Biological controls are living organisms such as predators, parasites, or pathogens that reduce pest populations to levels that prevent economic injury. Examples of biological control include insects that parasitize or prey on crop pests (e.g., the aphid-eating Aphidius species), nematodes that feed on or kill pest grubs and microbes that infect and destroy pest weeds. These natural enemies are usually effective, economical and non-toxic, but they often require more time to produce results than chemical controls.

Unlike chemical pesticides, most natural enemies occur naturally in the environment and help keep nature in balance. To increase the number of these organisms, some farmers use augmentation techniques that introduce them into the field. Purchased from commercial suppliers, these organisms are released in order to suppress pest populations as a supplement to other control methods. In greenhouses, for example, aphid-eating wasps are a common biocontrol agent.

Some biocontrol agents produce semiochemicals, message-bearing chemicals used to communicate with pests. For instance, the bacterium Bacillus thuringiensis produces a series of endotoxins, crystalline proteins that penetrate the insect’s cell membrane and ultimately cause its death. This toxin is extracted and added to some commercially available products for use in biological control.

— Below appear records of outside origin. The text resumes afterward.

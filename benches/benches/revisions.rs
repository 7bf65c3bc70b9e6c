// Copyright 2025 the Understory Authors
// SPDX-License-Identifier: Apache-2.0 OR MIT

//! Benchmarks for revision normalization in `understory_drawing_model`.

use criterion::{BenchmarkId, Criterion, Throughput, black_box, criterion_group, criterion_main};
use serde_json::{Map, Value, json};

use understory_drawing_model::normalize_revisions;

fn entry(i: usize) -> Value {
    // Mix date formats and sprinkle in entries that must be dropped.
    let date = match i % 3 {
        0 => format!("2024-{:02}-{:02}", 1 + i % 12, 1 + i % 28),
        1 => format!("2023-{:02}-{:02}T08:30:00Z", 1 + i % 12, 1 + i % 28),
        _ => format!("2022-{:02}-{:02} 17:00:00", 1 + i % 12, 1 + i % 28),
    };
    if i % 17 == 0 {
        return json!({ "version": format!("R{i}") });
    }
    json!({
        "version": format!("R{i}"),
        "image": format!("r{i}.png"),
        "date": date,
        "description": "issue",
        "changes": ["moved wall", 3]
    })
}

fn bench_normalize(c: &mut Criterion) {
    let mut group = c.benchmark_group("revisions/normalize");

    for len in [8usize, 64, 512] {
        let list = Value::Array((0..len).map(entry).collect());
        let keyed = Value::Object(
            (0..len)
                .map(|i| (format!("R{i}"), entry(i)))
                .collect::<Map<String, Value>>(),
        );
        group.throughput(Throughput::Elements(len as u64));

        group.bench_with_input(BenchmarkId::new("array", len), &list, |b, raw| {
            b.iter(|| black_box(normalize_revisions(raw)));
        });
        group.bench_with_input(BenchmarkId::new("keyed", len), &keyed, |b, raw| {
            b.iter(|| black_box(normalize_revisions(raw)));
        });
    }

    group.finish();
}

criterion_group!(benches, bench_normalize);
criterion_main!(benches);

Other biocontrol strategies involve the conservation of natural enemies and manipulation of field habitat to increase their population and effectiveness. Planting diversity, improved soil quality, and production practices that allow natural enemies to thrive are important tools in this approach. The goal is to increase the diversity of organisms that prey on or parasitize crop pests, as well as weeds, to lower overall pest numbers. This is a more holistic, ecological method that may be used in conjunction with other pest management tactics.